Problem to solve :: Set every line of the listing down again, keeping it identical.

Supplied entries ::
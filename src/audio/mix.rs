use std::fmt;
use std::path::Path;

use crate::error::{NarrateError, Result};

/// Default background amplitude relative to the voice track.
pub const DEFAULT_BGM_VOLUME: f64 = 0.05;

/// Container of the final output file, chosen from its extension.
#[derive(Debug, Clone, Copy, PartialEq, Eq)]
pub enum OutputFormat {
    Wav,
    Mp3,
    M4a,
    Ogg,
    Opus,
}

impl OutputFormat {
    pub fn from_extension(extension: &str) -> Result<Self> {
        match extension.trim_start_matches('.').to_ascii_lowercase().as_str() {
            "wav" | "wave" => Ok(OutputFormat::Wav),
            "mp3" => Ok(OutputFormat::Mp3),
            "m4a" | "aac" => Ok(OutputFormat::M4a),
            "ogg" => Ok(OutputFormat::Ogg),
            "opus" => Ok(OutputFormat::Opus),
            _ => Err(NarrateError::UnsupportedOutputFormat(extension.to_string())),
        }
    }

    pub fn from_path(path: &Path) -> Result<Self> {
        let extension = path
            .extension()
            .and_then(|e| e.to_str())
            .ok_or_else(|| NarrateError::UnsupportedOutputFormat(path.display().to_string()))?;
        Self::from_extension(extension)
    }

    pub fn extension(self) -> &'static str {
        match self {
            OutputFormat::Wav => "wav",
            OutputFormat::Mp3 => "mp3",
            OutputFormat::M4a => "m4a",
            OutputFormat::Ogg => "ogg",
            OutputFormat::Opus => "opus",
        }
    }

    /// True for lossy, compressed containers.
    pub fn is_compressed(self) -> bool {
        !matches!(self, OutputFormat::Wav)
    }
}

impl fmt::Display for OutputFormat {
    fn fmt(&self, f: &mut fmt::Formatter<'_>) -> fmt::Result {
        f.write_str(self.extension())
    }
}

/// Looping, volume and output decisions for laying a background track under
/// a voice track. The voice duration is authoritative for the output length.
#[derive(Debug, Clone, Copy, PartialEq)]
pub struct MixPlan {
    pub voice_duration_secs: f64,
    pub bgm_duration_secs: f64,
    /// Copies of the background track played back to back. 1 means no looping.
    pub loop_count: u32,
    pub volume_ratio: f64,
    pub output_format: OutputFormat,
    pub output_is_compressed: bool,
}

impl MixPlan {
    pub fn needs_loop(&self) -> bool {
        self.loop_count > 1
    }
}

/// Compute the mix plan for a voice track of `voice_secs` over a background of `bgm_secs`.
///
/// A background shorter than the voice is repeated `ceil(voice / bgm)` times.
/// `volume_ratio` is passed through untouched.
pub fn plan(
    voice_secs: f64,
    bgm_secs: f64,
    volume_ratio: f64,
    output_extension: &str,
) -> Result<MixPlan> {
    if !voice_secs.is_finite() || voice_secs <= 0.0 {
        return Err(NarrateError::InvalidMixInput(format!(
            "voice duration must be positive, got {voice_secs}"
        )));
    }
    if !bgm_secs.is_finite() || bgm_secs <= 0.0 {
        return Err(NarrateError::InvalidMixInput(format!(
            "background duration must be positive, got {bgm_secs}"
        )));
    }
    if !volume_ratio.is_finite() || volume_ratio < 0.0 {
        return Err(NarrateError::InvalidMixInput(format!(
            "background volume must be a non-negative number, got {volume_ratio}"
        )));
    }
    let output_format = OutputFormat::from_extension(output_extension)?;

    let loop_count = if bgm_secs < voice_secs {
        let copies = (voice_secs / bgm_secs).ceil();
        if copies > f64::from(u32::MAX) {
            return Err(NarrateError::InvalidMixInput(format!(
                "background of {bgm_secs}s would need {copies} copies to cover {voice_secs}s"
            )));
        }
        copies as u32
    } else {
        1
    };

    Ok(MixPlan {
        voice_duration_secs: voice_secs,
        bgm_duration_secs: bgm_secs,
        loop_count,
        volume_ratio,
        output_format,
        output_is_compressed: output_format.is_compressed(),
    })
}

Solution to the problem ::
filename src/audio/mix.rs
use std::fmt;
use std::path::Path;

use crate::error::{NarrateError, Result};

/// Default background amplitude relative to the voice track.
pub const DEFAULT_BGM_VOLUME: f64 = 0.05;

/// Container of the final output file, chosen from its extension.
#[derive(Debug, Clone, Copy, PartialEq, Eq)]
pub enum OutputFormat {
    Wav,
    Mp3,
    M4a,
    Ogg,
    Opus,
}

impl OutputFormat {
    pub fn from_extension(extension: &str) -> Result<Self> {
        match extension.trim_start_matches('.').to_ascii_lowercase().as_str() {
            "wav" | "wave" => Ok(OutputFormat::Wav),
            "mp3" => Ok(OutputFormat::Mp3),
            "m4a" | "aac" => Ok(OutputFormat::M4a),
            "ogg" => Ok(OutputFormat::Ogg),
            "opus" => Ok(OutputFormat::Opus),
            _ => Err(NarrateError::UnsupportedOutputFormat(extension.to_string())),
        }
    }

    pub fn from_path(path: &Path) -> Result<Self> {
        let extension = path
            .extension()
            .and_then(|e| e.to_str())
            .ok_or_else(|| NarrateError::UnsupportedOutputFormat(path.display().to_string()))?;
        Self::from_extension(extension)
    }

    pub fn extension(self) -> &'static str {
        match self {
            OutputFormat::Wav => "wav",
            OutputFormat::Mp3 => "mp3",
            OutputFormat::M4a => "m4a",
            OutputFormat::Ogg => "ogg",
            OutputFormat::Opus => "opus",
        }
    }

    /// True for lossy, compressed containers.
    pub fn is_compressed(self) -> bool {
        !matches!(self, OutputFormat::Wav)
    }
}

impl fmt::Display for OutputFormat {
    fn fmt(&self, f: &mut fmt::Formatter<'_>) -> fmt::Result {
        f.write_str(self.extension())
    }
}

/// Looping, volume and output decisions for laying a background track under
/// a voice track. The voice duration is authoritative for the output length.
#[derive(Debug, Clone, Copy, PartialEq)]
pub struct MixPlan {
    pub voice_duration_secs: f64,
    pub bgm_duration_secs: f64,
    /// Copies of the background track played back to back. 1 means no looping.
    pub loop_count: u32,
    pub volume_ratio: f64,
    pub output_format: OutputFormat,
    pub output_is_compressed: bool,
}

impl MixPlan {
    pub fn needs_loop(&self) -> bool {
        self.loop_count > 1
    }
}

/// Compute the mix plan for a voice track of `voice_secs` over a background of `bgm_secs`.
///
/// A background shorter than the voice is repeated `ceil(voice / bgm)` times.
/// `volume_ratio` is passed through untouched.
pub fn plan(
    voice_secs: f64,
    bgm_secs: f64,
    volume_ratio: f64,
    output_extension: &str,
) -> Result<MixPlan> {
    if !voice_secs.is_finite() || voice_secs <= 0.0 {
        return Err(NarrateError::InvalidMixInput(format!(
            "voice duration must be positive, got {voice_secs}"
        )));
    }
    if !bgm_secs.is_finite() || bgm_secs <= 0.0 {
        return Err(NarrateError::InvalidMixInput(format!(
            "background duration must be positive, got {bgm_secs}"
        )));
    }
    if !volume_ratio.is_finite() || volume_ratio < 0.0 {
        return Err(NarrateError::InvalidMixInput(format!(
            "background volume must be a non-negative number, got {volume_ratio}"
        )));
    }
    let output_format = OutputFormat::from_extension(output_extension)?;

    let loop_count = if bgm_secs < voice_secs {
        let copies = (voice_secs / bgm_secs).ceil();
        if copies > f64::from(u32::MAX) {
            return Err(NarrateError::InvalidMixInput(format!(
                "background of {bgm_secs}s would need {copies} copies to cover {voice_secs}s"
            )));
        }
        copies as u32
    } else {
        1
    };

    Ok(MixPlan {
        voice_duration_secs: voice_secs,
        bgm_duration_secs: bgm_secs,
        loop_count,
        volume_ratio,
        output_format,
        output_is_compressed: output_format.is_compressed(),
    })
}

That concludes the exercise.